Zoals u ziet, kan er veel misgaan. Maar hopeloos is het niet! Het menselijk lichaam kan heel veel. Er zijn talloze vrouwen die ondanks borstoperaties toch borstvoeding geven (of gegeven hebben), omdat zenuwen en melkkanalen soms toch weer kunnen aangroeien. Op voorhand weet je echter nooit in hoeverre dat zal gebeuren.

Er zit maar één ding op om na te gaan of u borstvoeding kunt geven: uitproberen.

Colostrum

Normaal produceert een moeder kleine hoeveelheden colostrum (de eerste moedermelk, ook wel 'biest' genoemd) gedurende de eerste paar dagen na de bevalling. Deze kleine hoeveelheden passen precies in de kleine maag van de pasgeborene. Door heel vaak aan te leggen, afwisselend links en rechts, krijgt de baby toch een aardige hoeveelheid colostrum binnen per 24 uur.

U vertelde dat uw rechterborst colostrum lekt. Dat is goed nieuws, want dat betekent dat er toch een verbinding is tussen het klierweefsel in de borst en de uitgang van de tepel. Probeer dan ook om in de eerste dagen heel vaak aan te leggen. U kunt daarbij de borsten masseren in de richting van de tepel, om zodoende zo veel mogelijk colostrum aan de baby te geven. Rond de 3e of 4e dag komt de melkproductie meestal meer op gang. Ook dan kan de baby zo veel mogelijk aangelegd worden.

Goed opletten

Voor iedereen die te maken heeft gehad met operaties (of andere beschadigingen) aan de borst, is extra oplettendheid na de bevalling geboden. Dat wil zeggen: opletten hoe het gewicht van de baby zich ontwikkelt.
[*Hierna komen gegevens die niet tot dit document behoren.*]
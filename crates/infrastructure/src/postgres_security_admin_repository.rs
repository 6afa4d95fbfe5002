use async_trait::async_trait;
use sqlx::PgPool;
use sqlx::types::Json;

use tasklane_application::SecurityAdminRepository;
use tasklane_core::{AppError, AppResult, OrganizationId, UserId};
use tasklane_domain::{
    DelegationId, Membership, MembershipRole, Permission, PermissionDelegation,
    ResourcePermission, ResourcePermissionId, Role, RoleGrant, RoleId, RoleKey,
};

use crate::postgres_security_rows::{
    DELEGATION_COLUMNS, DelegationRow, MEMBERSHIP_COLUMNS, MembershipRow,
    RESOURCE_PERMISSION_COLUMNS, ResourcePermissionRow, decode_delegation, decode_membership,
    decode_resource_permission, fetch_membership, fetch_role, fetch_roles,
};

mod delegations;
mod resource_permissions;
mod roles;

/// PostgreSQL-backed repository for role, delegation and override administration.
#[derive(Clone)]
pub struct PostgresSecurityAdminRepository {
    pool: PgPool,
}

impl PostgresSecurityAdminRepository {
    /// Creates a repository with the provided connection pool.
    #[must_use]
    pub fn new(pool: PgPool) -> Self {
        Self { pool }
    }
}

#[async_trait]
impl SecurityAdminRepository for PostgresSecurityAdminRepository {
    async fn list_roles(&self, organization_id: OrganizationId) -> AppResult<Vec<Role>> {
        fetch_roles(&self.pool, organization_id, None).await
    }

    async fn find_role(
        &self,
        organization_id: OrganizationId,
        role_id: RoleId,
    ) -> AppResult<Option<Role>> {
        fetch_role(&self.pool, organization_id, role_id).await
    }

    async fn find_role_by_key(
        &self,
        organization_id: OrganizationId,
        key: &RoleKey,
    ) -> AppResult<Option<Role>> {
        self.find_role_by_key_impl(organization_id, key).await
    }

    async fn create_role(&self, role: &Role) -> AppResult<()> {
        self.create_role_impl(role).await
    }

    async fn update_role(&self, role: &Role) -> AppResult<()> {
        self.update_role_impl(role).await
    }

    async fn delete_role(&self, organization_id: OrganizationId, role_id: RoleId) -> AppResult<()> {
        self.delete_role_impl(organization_id, role_id).await
    }

    async fn count_role_memberships(
        &self,
        organization_id: OrganizationId,
        role_id: RoleId,
    ) -> AppResult<u64> {
        self.count_role_memberships_impl(organization_id, role_id)
            .await
    }

    async fn count_role_delegations(
        &self,
        organization_id: OrganizationId,
        role_id: RoleId,
    ) -> AppResult<u64> {
        self.count_role_delegations_impl(organization_id, role_id)
            .await
    }

    async fn add_role_grant(
        &self,
        organization_id: OrganizationId,
        role_id: RoleId,
        grant: &RoleGrant,
    ) -> AppResult<()> {
        self.add_role_grant_impl(organization_id, role_id, grant)
            .await
    }

    async fn remove_role_grant(
        &self,
        organization_id: OrganizationId,
        role_id: RoleId,
        permission: Permission,
    ) -> AppResult<()> {
        self.remove_role_grant_impl(organization_id, role_id, permission)
            .await
    }

    async fn find_membership(
        &self,
        organization_id: OrganizationId,
        user_id: UserId,
    ) -> AppResult<Option<Membership>> {
        fetch_membership(&self.pool, organization_id, user_id).await
    }

    async fn set_membership_role(
        &self,
        organization_id: OrganizationId,
        user_id: UserId,
        role: MembershipRole,
    ) -> AppResult<Membership> {
        self.set_membership_role_impl(organization_id, user_id, role)
            .await
    }

    async fn create_delegation(&self, delegation: &PermissionDelegation) -> AppResult<()> {
        self.create_delegation_impl(delegation).await
    }

    async fn find_delegation(
        &self,
        organization_id: OrganizationId,
        delegation_id: DelegationId,
    ) -> AppResult<Option<PermissionDelegation>> {
        self.find_delegation_impl(organization_id, delegation_id)
            .await
    }

    async fn save_delegation(&self, delegation: &PermissionDelegation) -> AppResult<()> {
        self.save_delegation_impl(delegation).await
    }

    async fn list_delegations(
        &self,
        organization_id: OrganizationId,
        user_id: Option<UserId>,
    ) -> AppResult<Vec<PermissionDelegation>> {
        self.list_delegations_impl(organization_id, user_id).await
    }

    async fn create_resource_permission(&self, grant: &ResourcePermission) -> AppResult<()> {
        self.create_resource_permission_impl(grant).await
    }

    async fn find_resource_permission(
        &self,
        organization_id: OrganizationId,
        resource_permission_id: ResourcePermissionId,
    ) -> AppResult<Option<ResourcePermission>> {
        self.find_resource_permission_impl(organization_id, resource_permission_id)
            .await
    }

    async fn save_resource_permission(&self, grant: &ResourcePermission) -> AppResult<()> {
        self.save_resource_permission_impl(grant).await
    }

    async fn list_resource_permissions(
        &self,
        organization_id: OrganizationId,
        user_id: Option<UserId>,
    ) -> AppResult<Vec<ResourcePermission>> {
        self.list_resource_permissions_impl(organization_id, user_id)
            .await
    }
}

fn map_unique_conflict(
    error: sqlx::Error,
    conflict: impl FnOnce() -> String,
    context: &str,
) -> AppError {
    if let sqlx::Error::Database(database_error) = &error
        && database_error.code().as_deref() == Some("23505")
    {
        return AppError::Conflict(conflict());
    }

    AppError::Internal(format!("failed to {context}: {error}"))
}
Elke keer als de baby wakker is, is het tijd om te voeden. U kunt in de gaten houden hoeveel vieze en natte luiers de baby heeft. Daarnaast is het – in een geval zoals dat van u – verstandig om het gewichtsverlies in de eerste week nauwlettend in de gaten te houden. Maar ook als de melkproductie flink op gang is gekomen, in de eerste paar weken, is het verstandig om het gewicht van de baby goed in te gaten te houden.

Eventuele bijvoeding

Als blijkt dat het nodig is om bijvoeding te geven, kunt u gebruik maken van een borstvoedings-ondersteuningsset. De bijvoeding hangt dan in een container om uw nek, en komt via een slangetje op uw tepel bij de baby.

Wanneer de baby normaal wordt aangelegd en zuigt, krijgt hij de melk en wordt tegelijkertijd de borst gestimuleerd. De baby hoeft dan niet aan een fles te wennen en verleert het drinken aan de borst niet.

Stimuleren van de melkproductie

Het kan nodig zijn om de melkproductie te stimuleren. Daar zijn allerlei methodes voor, bijvoorbeeld:

  • een volautomatische dubbelzijdige kolf gebruiken om de melkproduktie op gang te brengen (zulke kolven zijn te huur bij lactatiekundigen, bij de thuiszorg en bij medische speciaalzaken);
  • zo vaak mogelijk aanleggen;
  • de borsten zo goed mogelijk legen (bijvoorbeeld door nakolven);
  • veel huid-op-huid contact hebben met de baby;
  • zonodig: het toepassen van medicijnen (zoals Domperidon) en/of kruiden, zoals borstvoedingsthee en fenegriek (een lactatiekundige kan u hier meer over vertellen);

Een tip tot slot: neem contact op met een lactatiekundige bij u in de buurt. Die kan u – na de bevalling – bijstaan als er problemen ontstaan bij de borstvoeding.